Kuso are you going to delete every post I write???


----------



## gr81 (Feb 22, 2004)

^doesn't know what thread he's in! ha ha. j/p fire. stay cool bud


----------



## firestorm (Feb 22, 2004)

I know which thread G.  he is deleting my posts in EVERY thread. hahaha


----------



## gr81 (Feb 22, 2004)

lol. See your supposed to say something about me now dammit. of course thats how every thread should be!

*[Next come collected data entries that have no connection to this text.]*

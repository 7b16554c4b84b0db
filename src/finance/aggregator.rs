use std::time::Duration;

use async_trait::async_trait;

use crate::finance::{FinanceError, FinanceGateway};
use crate::models::finance::PartnerFinances;

/// HTTP client for the aggregator backend that owns the bank connections.
#[derive(Clone)]
pub struct AggregatorClient {
    client: reqwest::Client,
    base_url: Option<String>,
}

impl AggregatorClient {
    pub fn new(base_url: Option<String>, timeout: Duration) -> anyhow::Result<Self> {
        let client = reqwest::Client::builder().timeout(timeout).build()?;
        Ok(Self {
            client,
            base_url: base_url.map(|url| url.trim_end_matches('/').to_string()),
        })
    }
}

#[async_trait]
impl FinanceGateway for AggregatorClient {
    async fn fetch_balances(&self) -> Result<PartnerFinances, FinanceError> {
        let base_url = self.base_url.as_deref().ok_or(FinanceError::NotConfigured)?;
        let url = format!("{}/api/balances", base_url);

        tracing::debug!(url = %url, "Fetching balances from aggregator");
        let response = self.client.get(&url).send().await?;

        let status = response.status();
        let body = response.text().await?;
        if !status.is_success() {
            return Err(FinanceError::Status {
                status: status.as_u16(),
                body,
            });
        }

        let finances: PartnerFinances = serde_json::from_str(&body)?;
        Ok(finances)
    }

    fn is_configured(&self) -> bool {
        self.base_url.is_some()
    }
}
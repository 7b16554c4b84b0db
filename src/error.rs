use axum::{
    http::StatusCode,
    response::{IntoResponse, Response},
    Json,
};
use serde_json::json;

use crate::finance::FinanceError;

#[derive(Debug, thiserror::Error)]
pub enum AppError {
    #[error("Not found: {0}")]
    NotFound(String),

    #[error("Validation error: {0}")]
    Validation(String),

    #[error("Finance aggregator error: {0}")]
    Upstream(#[from] FinanceError),

    #[error("Database error: {0}")]
    Database(#[from] sqlx::Error),

    #[error("Internal error: {0}")]
    Internal(#[from] anyhow::Error),
}

impl From<validator::ValidationErrors> for AppError {
    fn from(errors: validator::ValidationErrors) -> Self {
        AppError::Validation(errors.to_string())
    }
}

impl IntoResponse for AppError {
    fn into_response(self) -> Response {
        let (status, message) = match &self {
            AppError::NotFound(msg) => (StatusCode::NOT_FOUND, msg.clone()),
            AppError::Validation(msg) => (StatusCode::UNPROCESSABLE_ENTITY, msg.clone()),
            AppError::Upstream(e) => {
                tracing::warn!(error = %e, "Finance aggregator unavailable");
                (
                    StatusCode::BAD_GATEWAY,
                    "Financial data is currently unavailable".into(),
                )
            }
            AppError::Database(e) => {
                tracing::error!(error = %e, "Database error");
                (
                    StatusCode::INTERNAL_SERVER_ERROR,
                    "Internal server error".into(),
                )
            }
            AppError::Internal(e) => {
                tracing::error!(error = %e, "Internal error");
                (
                    StatusCode::INTERNAL_SERVER_ERROR,
                    "Internal server error".into(),
                )
            }
        };

        let body = json!({
            "error": {
                "message": message,
                "code": status.as_u16(),
            }
        });

        (status, Json(body)).into_response()
    }
}

pub type AppResult<T> = Result<T, AppError>;

#[cfg(test)]
mod tests {
    use super::*;

    #[test]
    fn test_status_codes() {
        let cases = [
            (AppError::NotFound("Note not found".into()), StatusCode::NOT_FOUND),
            (AppError::Validation("bad".into()), StatusCode::UNPROCESSABLE_ENTITY),
            (AppError::Upstream(FinanceError::NotConfigured), StatusCode::BAD_GATEWAY),
            (
                AppError::Internal(anyhow::anyhow!("boom")),
                StatusCode::INTERNAL_SERVER_ERROR,
            ),
        ];
        for (error, status) in cases {
            assert_eq!(error.into_response().status(), status);
        }
    }
}
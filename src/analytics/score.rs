use chrono::{Duration, NaiveDateTime, NaiveTime};
use serde::Serialize;

use crate::analytics::metrics::MetricKey;
use crate::models::entry::DailyEntry;

/// Composite weights. They sum to exactly 1.0.
pub const HEALTH_WEIGHTS: [(MetricKey, f64); 5] = [
    (MetricKey::LoveCount, 0.30),
    (MetricKey::QualityTimeHours, 0.25),
    (MetricKey::DishesDone, 0.20),
    (MetricKey::PetCareDuties, 0.15),
    (MetricKey::TrashOutHours, 0.10),
];

/// Days a streak entry may lag `now` and still refresh the current streak.
const CURRENT_STREAK_WINDOW_DAYS: i64 = 7;

#[derive(Debug, Clone, Copy, Default, PartialEq, Eq, Serialize)]
#[serde(rename_all = "camelCase")]
pub struct Streaks {
    pub current: u32,
    pub longest: u32,
}

fn mean(entries: &[DailyEntry], key: MetricKey) -> f64 {
    entries.iter().map(|e| key.value(e)).sum::<f64>() / entries.len() as f64
}

/// Normalized 0-100 score for one metric's daily average.
fn metric_score(key: MetricKey, average: f64) -> f64 {
    match key {
        MetricKey::LoveCount => (average / 2.0 * 100.0).min(100.0),
        MetricKey::QualityTimeHours => (average / 10.0 * 100.0).min(100.0),
        MetricKey::DishesDone => (average / 0.85 * 100.0).min(100.0),
        MetricKey::PetCareDuties => (average / 1.0 * 100.0).min(100.0),
        MetricKey::TrashOutHours => (100.0 - average * 50.0).max(0.0),
    }
}

/// Weighted relationship health score in 0..=100. Empty input scores 0.
pub fn compute_health_score(entries: &[DailyEntry]) -> u32 {
    if entries.is_empty() {
        return 0;
    }

    let composite: f64 = HEALTH_WEIGHTS
        .iter()
        .map(|&(key, weight)| metric_score(key, mean(entries, key)) * weight)
        .sum();

    composite.round().clamp(0.0, 100.0) as u32
}

pub fn is_good_day(entry: &DailyEntry) -> bool {
    entry.love_count > 0 || entry.quality_time_hours >= 2.0 || entry.dishes_done > 0
}

/// Longest run of good days, and the run length last observed inside the
/// trailing week. A gap in recent data leaves `current` at its last in-window
/// value instead of resetting it.
pub fn compute_streaks(entries: &[DailyEntry], now: NaiveDateTime) -> Streaks {
    let mut sorted: Vec<&DailyEntry> = entries.iter().collect();
    sorted.sort_by_key(|e| e.date);

    let window_start = now - Duration::days(CURRENT_STREAK_WINDOW_DAYS);
    let mut streaks = Streaks::default();
    let mut run = 0u32;

    for entry in sorted {
        if is_good_day(entry) {
            run += 1;
            streaks.longest = streaks.longest.max(run);
        } else {
            run = 0;
        }

        if entry.date.and_time(NaiveTime::MIN) >= window_start {
            streaks.current = run;
        }
    }

    streaks
}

^is just as sicc of bickering on this forum as I am with morons.


----------



## firestorm (Feb 22, 2004)

Gr8 I wrote: (^^  crude  in response to a post he made regarding Blonds butt.  He deleted it.


----------



## firestorm (Feb 22, 2004)

ok ok ^^^is a funny guy whos humor is understood by few.  hahahaha


----------



## greekblondechic (Feb 22, 2004)

^not exactly an angel

remember the comment about my boobs? *ahem*


----------



## gr81 (Feb 22, 2004)

I feel ya. its a bunch of nonsense


----------



## firestorm (Feb 22, 2004)

He is whining because he doesn't like being treated the way he did us in that closed thread.  He can dish it out "In public" but can't take it.


----------



## gr81 (Feb 22, 2004)

^is once again on the same page as GR. lol

yup, sounds pretty hipcritical to me. but then again it wouldn't be IM if we didn't have some bitch ass mo fos runnin trying to run the place. I am so tired of some of the people and the frontin they do I am bouts tp say fuck it and leave!


----------



## firestorm (Feb 22, 2004)

> _*Originally posted by greekblondechic *_
> ^not exactly an angel
> 
> remember the comment about my boobs? *ahem*



^^ fire said GBC had nice boobs to match the rest of her.  he didn't use the word T**S etc.  He kept his compliment gentlemanly.


----------



## firestorm (Feb 22, 2004)

I'm beginning to feel the same way as GR8.  Some of these people just take all the fun out of coming here.  I have better things to do then take abuse from little punk asses with cyber muscles.


----------



## firestorm (Feb 22, 2004)

In fact GR8,, I'm finishing this online compitition and I think then I'll hit another forum.  I'll keep you posted as to which one bro.


----------



## gr81 (Feb 22, 2004)

aiight man. Don't go no where without me. true playas gotta stick together. I really am getting tired of alot of the cats on here. It doesn't even matter if you are completely helpful to someone, they can still turn around and act liek a bitch to you. I guess you get no respect for helping someone out huh. Fucc that shit. much luv Fire.


----------



## greekblondechic (Feb 22, 2004)

^is not following the thread's rules


----------



## firestorm (Feb 22, 2004)

there just seems to always be one person to kick you for what you suggest.  The bad thing is that they are usually one of the moderators.


----------



## firestorm (Feb 22, 2004)

Every single argument I've gotten into here with the exception of yours G was with moderators.  Either they question my integrity or simply slam me.   Who need it??  It's not like this is the only Forum on the net.  I'd be gone already except for that online complition.  I started so I can't walk out on it. Those people are my friends here so I'm staying till its over.


----------



## firestorm (Feb 22, 2004)

> _*Originally posted by greekblondechic *_
> ^is not following the thread's rules


^^^^  Is totally correct and fire appologizes.  he isn't much for PMs sorry.


----------



## Rissole (Feb 22, 2004)

> _*Originally posted by firestorm *_
> I'm beginning to feel the same way as GR8.  Some of these people just take all the fun out of coming here.  I have better things to do then take abuse from little punk asses with cyber muscles.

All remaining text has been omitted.